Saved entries
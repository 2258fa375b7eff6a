//! Staged file attachments and their bounded add/remove operations

use thiserror::Error;
use uuid::Uuid;

/// A file staged for upload along with its local preview handle
#[derive(Debug, Clone, PartialEq, Eq)]
pub struct StagedFile {
    /// Local preview handle, generated when the file is staged
    pub preview: Uuid,
    pub file_name: String,
    pub content_type: String,
    pub bytes: Vec<u8>,
}

impl StagedFile {
    pub fn new(file_name: &str, content_type: &str, bytes: Vec<u8>) -> Self {
        Self {
            preview: Uuid::new_v4(),
            file_name: file_name.to_string(),
            content_type: content_type.to_string(),
            bytes,
        }
    }
}

/// Recoverable attachment failures; block the offending add only
#[derive(Debug, Error, PartialEq, Eq)]
pub enum AttachmentError {
    #[error("cannot stage {attempted} more file(s): {staged} of {limit} slots used")]
    CountExceeded {
        staged: usize,
        attempted: usize,
        limit: usize,
    },
}

/// Append `incoming` to `staged`, rejecting the whole batch if it would push
/// the list past `limit`. On rejection nothing is appended.
pub(crate) fn stage_files(
    staged: &mut Vec<StagedFile>,
    incoming: Vec<StagedFile>,
    limit: usize,
) -> Result<(), AttachmentError> {
    if staged.len() + incoming.len() > limit {
        return Err(AttachmentError::CountExceeded {
            staged: staged.len(),
            attempted: incoming.len(),
            limit,
        });
    }
    staged.extend(incoming);
    Ok(())
}

/// Remove the entry at `index`; silent no-op when out of range.
pub(crate) fn remove_file(staged: &mut Vec<StagedFile>, index: usize) -> bool {
    if index < staged.len() {
        staged.remove(index);
        true
    } else {
        false
    }
}

#[cfg(test)]
mod tests {
    use super::*;

    fn file(name: &str) -> StagedFile {
        StagedFile::new(name, "image/png", vec![1, 2, 3])
    }

    #[test]
    fn test_stage_within_limit() {
        let mut staged = vec![];
        assert!(stage_files(&mut staged, vec![file("a.png"), file("b.png")], 2).is_ok());
        assert_eq!(staged.len(), 2);
    }

    #[test]
    fn test_stage_over_limit_appends_nothing() {
        let mut staged = vec![file("a.png"), file("b.png")];
        let err = stage_files(&mut staged, vec![file("c.png")], 2).unwrap_err();
        assert_eq!(
            err,
            AttachmentError::CountExceeded {
                staged: 2,
                attempted: 1,
                limit: 2,
            }
        );
        assert_eq!(staged.len(), 2);
    }

    #[test]
    fn test_whole_batch_rejected_when_partial_fit() {
        let mut staged = vec![file("a.png")];
        assert!(stage_files(&mut staged, vec![file("b.png"), file("c.png")], 2).is_err());
        assert_eq!(staged.len(), 1);
    }

    #[test]
    fn test_remove_in_range() {
        let mut staged = vec![file("a.png"), file("b.png")];
        assert!(remove_file(&mut staged, 0));
        assert_eq!(staged.len(), 1);
        assert_eq!(staged[0].file_name, "b.png");
    }

    #[test]
    fn test_remove_out_of_range_is_noop() {
        let mut staged = vec![file("a.png")];
        assert!(!remove_file(&mut staged, 5));
        assert_eq!(staged.len(), 1);
    }

    #[test]
    fn test_preview_handles_are_unique() {
        let a = file("a.png");
        let b = file("a.png");
        assert_ne!(a.preview, b.preview);
    }
}
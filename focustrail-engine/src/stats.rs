//! Aggregation of closed focus sessions for reporting collaborators.
//!
//! Read-only: dashboards and history views consume these numbers; nothing
//! here feeds back into traversal state.

use chrono::{DateTime, Datelike, Duration, NaiveTime, Utc};
use serde::Serialize;

use crate::session::{Session, SessionStatus};

/// Rolled-up view of a user's successful focus history.
///
/// Only sessions finalized with `SUCCESS` count; canceled attempts remain
/// visible in the raw history but earn no distance here. Calendar windows are
/// UTC, with the week starting on Sunday.
#[derive(Debug, Clone, PartialEq, Default, Serialize)]
pub struct SessionStats {
    pub total_sessions: u32,
    pub total_focus_minutes: f64,
    pub total_distance_km: f64,
    pub today_distance_km: f64,
    pub week_distance_km: f64,
    pub month_distance_km: f64,
}

impl SessionStats {
    /// Aggregate `sessions` as of `now`.
    #[must_use]
    pub fn collect(sessions: &[Session], now: DateTime<Utc>) -> Self {
        let today_start = day_start(now);
        let week_start =
            today_start - Duration::days(i64::from(now.weekday().num_days_from_sunday()));
        let month_start = month_start(now).unwrap_or(today_start);

        let mut stats = Self::default();
        for session in sessions {
            if session.status != SessionStatus::Success {
                continue;
            }
            let distance = session.distance_earned_km.unwrap_or(0.0);
            stats.total_sessions = stats.total_sessions.saturating_add(1);
            stats.total_distance_km += distance;
            if let Some(end_at) = session.end_at {
                stats.total_focus_minutes +=
                    (end_at - session.start_at).num_seconds().max(0) as f64 / 60.0;
            }

            let stamped = session.start_at;
            if stamped >= today_start {
                stats.today_distance_km += distance;
            }
            if stamped >= week_start {
                stats.week_distance_km += distance;
            }
            if stamped >= month_start {
                stats.month_distance_km += distance;
            }
        }
        stats
    }
}

fn day_start(at: DateTime<Utc>) -> DateTime<Utc> {
    at.date_naive().and_time(NaiveTime::MIN).and_utc()
}

fn month_start(at: DateTime<Utc>) -> Option<DateTime<Utc>> {
    Some(
        at.date_naive()
            .with_day(1)?
            .and_time(NaiveTime::MIN)
            .and_utc(),
    )
}
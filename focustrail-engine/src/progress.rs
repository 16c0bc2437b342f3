//! Traversal state and the rules that advance it.
//!
//! [`ProgressEngine`] is the sole writer of [`UserProgress`]. It applies
//! earned distance to the active path, resolves arrival when accumulated
//! progress meets or exceeds the path length, and keeps the remainder.

use chrono::{DateTime, Utc};
use serde::{Deserialize, Serialize};
use thiserror::Error;

use crate::constants::{LOG_ARRIVED, LOG_NO_PATH, LOG_TRAVELED};
use crate::map::{LocationId, Path, PathId, TravelMap, UserId};

/// Per-user traversal record.
///
/// Invariant: `progress_km` is non-negative, and strictly less than the
/// active path's length whenever `current_path_id` is set. Reaching the
/// length triggers arrival and a state transition, never a stored overshoot.
#[derive(Debug, Clone, PartialEq, Serialize, Deserialize)]
pub struct UserProgress {
    pub user_id: UserId,
    #[serde(default)]
    pub current_location_id: Option<LocationId>,
    #[serde(default)]
    pub current_path_id: Option<PathId>,
    #[serde(default)]
    pub progress_km: f64,
    pub updated_at: DateTime<Utc>,
}

impl UserProgress {
    /// Whether the user is mid-edge rather than stationary at a location.
    #[must_use]
    pub const fn is_traversing(&self) -> bool {
        self.current_path_id.is_some()
    }

    /// Kilometers left on the active path, if one is set and resolvable.
    #[must_use]
    pub fn remaining_km(&self, map: &TravelMap) -> Option<f64> {
        let path = map.path(self.current_path_id.as_ref()?)?;
        Some((path.distance_km - self.progress_km).max(0.0))
    }
}

/// Result of one distance application.
#[derive(Debug, Clone, PartialEq)]
pub struct TravelOutcome {
    /// Sanitized distance that was applied.
    pub earned_km: f64,
    /// True when the active path's end was reached (boundary inclusive).
    pub arrived: bool,
    /// Destination location on arrival, `None` otherwise.
    pub new_location_id: Option<LocationId>,
    /// i18n key describing the outcome for presentation layers.
    pub log_key: &'static str,
}

/// Errors raised on traversal contract or reference violations. These
/// indicate caller bugs or stale ids and are never retried.
#[derive(Debug, Error, Clone, PartialEq, Eq)]
pub enum ProgressError {
    #[error("location {0} is not on the map")]
    LocationNotFound(LocationId),
    #[error("path {0} is not on the map")]
    PathNotFound(PathId),
    #[error("path {path} does not depart from {location}")]
    InvalidPathSelection { path: PathId, location: LocationId },
    #[error("already traversing path {path}")]
    AlreadyTraversing { path: PathId },
    #[error("no start location has been selected")]
    NoStartLocation,
}

/// Applies traversal rules against one map. Borrows the map immutably; the
/// map is reference data and is never written through this type.
#[derive(Debug, Clone, Copy)]
pub struct ProgressEngine<'m> {
    map: &'m TravelMap,
}

impl<'m> ProgressEngine<'m> {
    #[must_use]
    pub const fn new(map: &'m TravelMap) -> Self {
        Self { map }
    }

    /// Create or overwrite the traversal record, placing the user at
    /// `location` with no active path and zero progress. Re-selecting the
    /// start is allowed any time the user is not mid-edge.
    ///
    /// # Errors
    ///
    /// Fails with [`ProgressError::LocationNotFound`] for unknown ids and
    /// [`ProgressError::AlreadyTraversing`] while a path is active.
    pub fn set_start_location(
        &self,
        existing: Option<&UserProgress>,
        user: &UserId,
        location: &LocationId,
        now: DateTime<Utc>,
    ) -> Result<UserProgress, ProgressError> {
        if self.map.location(location).is_none() {
            return Err(ProgressError::LocationNotFound(location.clone()));
        }
        if let Some(progress) = existing {
            if let Some(path) = &progress.current_path_id {
                return Err(ProgressError::AlreadyTraversing { path: path.clone() });
            }
        }
        Ok(UserProgress {
            user_id: user.clone(),
            current_location_id: Some(location.clone()),
            current_path_id: None,
            progress_km: 0.0,
            updated_at: now,
        })
    }

    /// Activate a path departing from the user's current location and reset
    /// progress to zero.
    ///
    /// # Errors
    ///
    /// Fails with [`ProgressError::AlreadyTraversing`] mid-edge,
    /// [`ProgressError::PathNotFound`] for unknown ids,
    /// [`ProgressError::NoStartLocation`] before any start selection, and
    /// [`ProgressError::InvalidPathSelection`] when the path does not
    /// originate at the current location.
    pub fn select_path(
        &self,
        progress: &mut UserProgress,
        path_id: &PathId,
        now: DateTime<Utc>,
    ) -> Result<&'m Path, ProgressError> {
        if let Some(active) = &progress.current_path_id {
            return Err(ProgressError::AlreadyTraversing {
                path: active.clone(),
            });
        }
        let path = self
            .map
            .path(path_id)
            .ok_or_else(|| ProgressError::PathNotFound(path_id.clone()))?;
        let at = progress
            .current_location_id
            .as_ref()
            .ok_or(ProgressError::NoStartLocation)?;
        if &path.from_location_id != at {
            return Err(ProgressError::InvalidPathSelection {
                path: path_id.clone(),
                location: at.clone(),
            });
        }
        progress.current_path_id = Some(path.id.clone());
        progress.progress_km = 0.0;
        progress.updated_at = now;
        Ok(path)
    }

    /// Apply earned kilometers to the active path.
    ///
    /// Distance earned while stationary is dropped: without an active path
    /// the record is left untouched and a no-op outcome is returned. On the
    /// active path, accumulated progress below the path length is stored
    /// as-is; meeting or exceeding it (boundary inclusive) relocates the
    /// user to the path's destination, clears the path, and stores the
    /// remainder. Only a single edge is ever resolved per application; any
    /// remainder is forfeited when the next path selection resets progress.
    ///
    /// Non-finite or negative input is sanitized to zero, and zero distance
    /// changes nothing.
    ///
    /// # Errors
    ///
    /// Fails with [`ProgressError::PathNotFound`] when the active path id no
    /// longer resolves against the map.
    pub fn apply_distance(
        &self,
        progress: &mut UserProgress,
        earned_km: f64,
        now: DateTime<Utc>,
    ) -> Result<TravelOutcome, ProgressError> {
        let earned = sanitize_km(earned_km);
        let Some(path_id) = progress.current_path_id.clone() else {
            return Ok(TravelOutcome {
                earned_km: earned,
                arrived: false,
                new_location_id: None,
                log_key: LOG_NO_PATH,
            });
        };
        if earned <= 0.0 {
            return Ok(TravelOutcome {
                earned_km: 0.0,
                arrived: false,
                new_location_id: None,
                log_key: LOG_TRAVELED,
            });
        }
        let path = self
            .map
            .path(&path_id)
            .ok_or(ProgressError::PathNotFound(path_id))?;

        let new_progress = progress.progress_km + earned;
        if new_progress >= path.distance_km {
            let overshoot = new_progress - path.distance_km;
            progress.current_location_id = Some(path.to_location_id.clone());
            progress.current_path_id = None;
            progress.progress_km = overshoot;
            progress.updated_at = now;
            Ok(TravelOutcome {
                earned_km: earned,
                arrived: true,
                new_location_id: Some(path.to_location_id.clone()),
                log_key: LOG_ARRIVED,
            })
        } else {
            progress.progress_km = new_progress;
            progress.updated_at = now;
            Ok(TravelOutcome {
                earned_km: earned,
                arrived: false,
                new_location_id: None,
                log_key: LOG_TRAVELED,
            })
        }
    }
}

const fn sanitize_km(km: f64) -> f64 {
    if km.is_finite() { km.max(0.0) } else { 0.0 }
}
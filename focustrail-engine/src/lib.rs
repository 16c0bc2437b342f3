//! Focustrail Journey Engine
//!
//! Platform-agnostic core logic for Focustrail: timed focus sessions earn
//! travel distance along a map of locations joined by fixed-length directed
//! paths. This crate provides the session lifecycle and traversal rules
//! without UI or platform-specific dependencies.

use std::collections::HashMap;

use log::{debug, info};
use thiserror::Error;

pub mod constants;
pub mod map;
pub mod progress;
pub mod session;
pub mod stats;
pub mod time;

// Re-export commonly used types
pub use constants::{KM_PER_MINUTE, PRESET_MINUTES};
pub use map::{
    Location, LocationId, MapError, OutgoingPaths, Path, PathId, TravelMap, UserId,
};
pub use progress::{ProgressEngine, ProgressError, TravelOutcome, UserProgress};
pub use session::{
    CloseStatus, Session, SessionError, SessionId, SessionManager, SessionReport, SessionStatus,
    distance_for_minutes,
};
pub use stats::SessionStats;
pub use time::Clock;

/// Trait for abstracting travel-map loading.
/// Platform-specific implementations should provide this.
pub trait MapLoader {
    type Error: std::error::Error + Send + Sync + 'static;

    /// Load map reference data from the platform-specific source.
    ///
    /// # Errors
    ///
    /// Returns an error if the map data cannot be loaded.
    fn load_map(&self) -> Result<TravelMap, Self::Error>;
}

/// Trait for abstracting per-user progress and session persistence.
/// Each call is a single atomic per-record operation.
pub trait ProgressStore {
    type Error: std::error::Error + Send + Sync + 'static;

    /// Read a user's traversal record.
    ///
    /// # Errors
    ///
    /// Returns an error if the store cannot be reached.
    fn read_progress(&self, user: &UserId) -> Result<Option<UserProgress>, Self::Error>;

    /// Write a user's traversal record (last write wins).
    ///
    /// # Errors
    ///
    /// Returns an error if the store cannot be reached.
    fn write_progress(&self, progress: &UserProgress) -> Result<(), Self::Error>;

    /// Read one session record.
    ///
    /// # Errors
    ///
    /// Returns an error if the store cannot be reached.
    fn read_session(&self, id: &SessionId) -> Result<Option<Session>, Self::Error>;

    /// Write one session record.
    ///
    /// # Errors
    ///
    /// Returns an error if the store cannot be reached.
    fn write_session(&self, session: &Session) -> Result<(), Self::Error>;

    /// All session records for one user, feeding the reporting layer.
    ///
    /// # Errors
    ///
    /// Returns an error if the store cannot be reached.
    fn list_sessions(&self, user: &UserId) -> Result<Vec<Session>, Self::Error>;
}

/// Errors surfaced at the engine boundary.
///
/// Session, progress, and map kinds are contract violations: the caller did
/// something out of order and should not retry. `StoreUnavailable` is the
/// only retryable kind; retries must not re-apply an already-finalized
/// session's distance (the session id is the idempotency key).
#[derive(Debug, Error)]
pub enum EngineError {
    #[error(transparent)]
    Session(#[from] SessionError),
    #[error(transparent)]
    Progress(#[from] ProgressError),
    #[error(transparent)]
    Map(#[from] MapError),
    #[error("store unavailable: {0}")]
    StoreUnavailable(#[source] anyhow::Error),
}

fn store_err<E>(err: E) -> EngineError
where
    E: std::error::Error + Send + Sync + 'static,
{
    EngineError::StoreUnavailable(err.into())
}

/// Combined result of completing a focus session.
#[derive(Debug, Clone, PartialEq)]
pub struct FocusOutcome {
    pub report: SessionReport,
    /// Traversal result; `None` when the session was canceled.
    pub travel: Option<TravelOutcome>,
}

/// Main engine facade binding the map, the persistent store, and one session
/// manager per user.
///
/// The engine is the sole writer of progress and session records. Every
/// mutation is a single read-modify-write against the store and returns the
/// post-mutation state directly, so callers never refetch after writing.
pub struct JourneyEngine<S>
where
    S: ProgressStore,
{
    map: TravelMap,
    store: S,
    clock: Clock,
    sessions: HashMap<UserId, SessionManager>,
}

* _WHAT THE EXERCISE ASKS_:
Within the lines above, find those holding the word "derive" and copy them.

* _EXERCISE RESULT_:
#[derive(Debug, Clone, PartialEq, Eq)]
#[derive(Debug, Error, PartialEq, Eq)]
#[derive(Debug, Clone, PartialEq, Default, Serialize)]
#[derive(Debug, Clone, PartialEq, Serialize, Deserialize)]
#[derive(Debug, Clone, PartialEq)]
#[derive(Debug, Error, Clone, PartialEq, Eq)]
#[derive(Debug, Clone, Copy)]
#[derive(Debug, Error)]
#[derive(Debug, Clone, PartialEq)]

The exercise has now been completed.